Transcription Tips & Tricks:
Page 1

Transcription Tips & Tricks:
Page 1

The next four pages have some very basic tips for medical transcription that we hope will help you.

Make sure your transcriber is in good repair

Clean and service your transcriber or computer regularly according to the owner's manual or have it serviced regularly at the dealer. Having your machine(s) serviced around the time of your birthday or some other easily remembered annual event is a good way to ensure you don't forget to get the servicing done.

Make sure you are comfortably seated

You should always try to find the very best chair you, or your employer can reasonably afford. If there are protests about the cost of a really good ergonomic chair (they can easily cost from US$ 399.00 to over US$1,000.00) remind your employer the cost involved if you do get work-related injuries caused by a poor chair. The cost of you going on medical leave will be much more detrimental to your employer than the initial cost of good ergonomic furniture. If you are a home-based transcriptionist, the same advice applies, buy the best ergonomically engineered furniture you can afford. Consider purchasing an ergonomic keyboard and/or ergonomic mouse to help relieve forearm, wrist, & finger pain. For the home-based worker it is a real necessity because if you can't transcribe, chances are you aren't earning any money. Most home-based workers do not have any kind of health or income insurance to rely on so must ensure they continue to have the ability to produce work. Following proper procedures to avoid work-related repetitive stress injury will ensure you have a long transcribing career. If you are not aware of these procedures, please check our copy of Microsoft's reference on ergonomics.

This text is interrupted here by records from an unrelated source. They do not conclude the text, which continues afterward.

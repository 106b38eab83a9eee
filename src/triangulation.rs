//! Triangulation of simple polygons without holes.
//!
//! The kernel treats the triangulator as an opaque collaborator: vertices
//! in, index triples out. Internally a constrained Delaunay triangulation
//! is built with the polygon boundary as a constraint loop, and interior
//! faces are selected by crossing parity.

use std::collections::{HashMap, HashSet, VecDeque};

use spade::handles::FixedFaceHandle;
use spade::{
    ConstrainedDelaunayTriangulation, InsertionError, Point2 as SpadePoint2, Triangulation,
};

use crate::error::{Result, TriangulationError};
use crate::math::Point2;

/// Triangulates a simple polygon without holes.
///
/// Returns triangle index triples referencing positions in `vertices`.
/// Fewer than three vertices yield an empty triangulation. Vertex order
/// (clockwise or counter-clockwise) does not matter.
///
/// The polygon must be simple; a self-intersecting boundary makes the
/// constraint loop cross itself, which the triangulator rejects by panic.
/// Validate with [`self_intersect_polygon`] first when the input is
/// untrusted.
///
/// # Errors
///
/// Returns [`TriangulationError`] when the triangulator rejects a vertex
/// (non-finite coordinates).
///
/// [`self_intersect_polygon`]: crate::math::intersect_2d::self_intersect_polygon
pub fn triangulate(vertices: &[Point2]) -> Result<Vec<[usize; 3]>> {
    if vertices.len() < 3 {
        return Ok(Vec::new());
    }

    let mut cdt = ConstrainedDelaunayTriangulation::<SpadePoint2<f64>>::new();
    let mut handles = Vec::with_capacity(vertices.len());
    let mut input_index = HashMap::new();

    for (i, v) in vertices.iter().enumerate() {
        let h = cdt
            .insert(SpadePoint2::new(v.x, v.y))
            .map_err(|e: InsertionError| TriangulationError::Rejected(e.to_string()))?;
        // Coincident vertices share a handle; the first occurrence wins.
        input_index.entry(h.index()).or_insert(i);
        handles.push(h);
    }

    for i in 0..handles.len() {
        let from = handles[i];
        let to = handles[(i + 1) % handles.len()];
        if from != to {
            cdt.add_constraint(from, to);
        }
    }

    let interior = classify_interior_faces(&cdt);

    let mut triangles = Vec::with_capacity(interior.len());
    for face in cdt.inner_faces() {
        if !interior.contains(&face.fix().index()) {
            continue;
        }
        let vs = face.vertices();
        let indices = [
            input_index.get(&vs[0].fix().index()).copied(),
            input_index.get(&vs[1].fix().index()).copied(),
            input_index.get(&vs[2].fix().index()).copied(),
        ];
        if let [Some(a), Some(b), Some(c)] = indices {
            triangles.push([a, b, c]);
        }
    }

    Ok(triangles)
}

/// Classifies which inner faces of the CDT lie inside the constraint loop.
///
/// Flood-fills from the faces adjacent to the outer face at depth 0; each
/// crossed constraint edge increments the depth. Odd depth = interior.
fn classify_interior_faces(
    cdt: &ConstrainedDelaunayTriangulation<SpadePoint2<f64>>,
) -> HashSet<usize> {
    let mut interior = HashSet::new();
    let mut depth_map: HashMap<usize, u32> = HashMap::new();
    let mut queue: VecDeque<(FixedFaceHandle<spade::handles::InnerTag>, u32)> = VecDeque::new();

    let outer_fix = cdt.outer_face().fix();

    for edge in cdt.directed_edges() {
        if edge.face().fix() == outer_fix {
            let rev_face = edge.rev().face();
            if let Some(inner) = rev_face.as_inner() {
                let idx = inner.fix().index();
                if depth_map.contains_key(&idx) {
                    continue;
                }
                let depth = u32::from(cdt.is_constraint_edge(edge.as_undirected().fix()));
                depth_map.insert(idx, depth);
                if depth % 2 == 1 {
                    interior.insert(idx);
                }
                queue.push_back((inner.fix(), depth));
            }
        }
    }

    while let Some((face_fix, depth)) = queue.pop_front() {
        let face = cdt.face(face_fix);
        for edge in face.adjacent_edges() {
            let neighbor = edge.rev().face();
            if let Some(inner_neighbor) = neighbor.as_inner() {
                let n_idx = inner_neighbor.fix().index();
                if depth_map.contains_key(&n_idx) {
                    continue;
                }
                let new_depth = if cdt.is_constraint_edge(edge.as_undirected().fix()) {
                    depth + 1
                } else {
                    depth
                };
                depth_map.insert(n_idx, new_depth);
                if new_depth % 2 == 1 {
                    interior.insert(n_idx);
                }
                queue.push_back((inner_neighbor.fix(), new_depth));
            }
        }
    }

    interior
}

Try to keep your work environment quiet

Seasoned medical transcriptionists know how important it is to have their surroundings as quiet as possible. No doubt this is sometimes impossible, either because you work from home and have small children to contend with or maybe you are in a busy transcription pool with people coming and going. Fast, accurate transcription is most attainable when you can concentrate on the dictated words and virtually nothing else. While you are able to transcribe with ambient noise, speed and accuracy are almost always adversely affected. If you are working in a transcription pool, make sure your supervisor keeps regular "office traffic" away from your area. If your place of work does not have rules about a quiet zone for medical transcription, you may want to raise this idea with your supervisor or employer. Everyone will benefit from you being able to do your work in peace and quiet. If you work from home, you may find that doing work in the evening or through the night becomes the most productive time for you, if you can fit that kind of shift into your life. You may also find specific help from other transcriptionists who have to deal with noise and distractions by visiting Medword's Bulletin Board, MT Gab.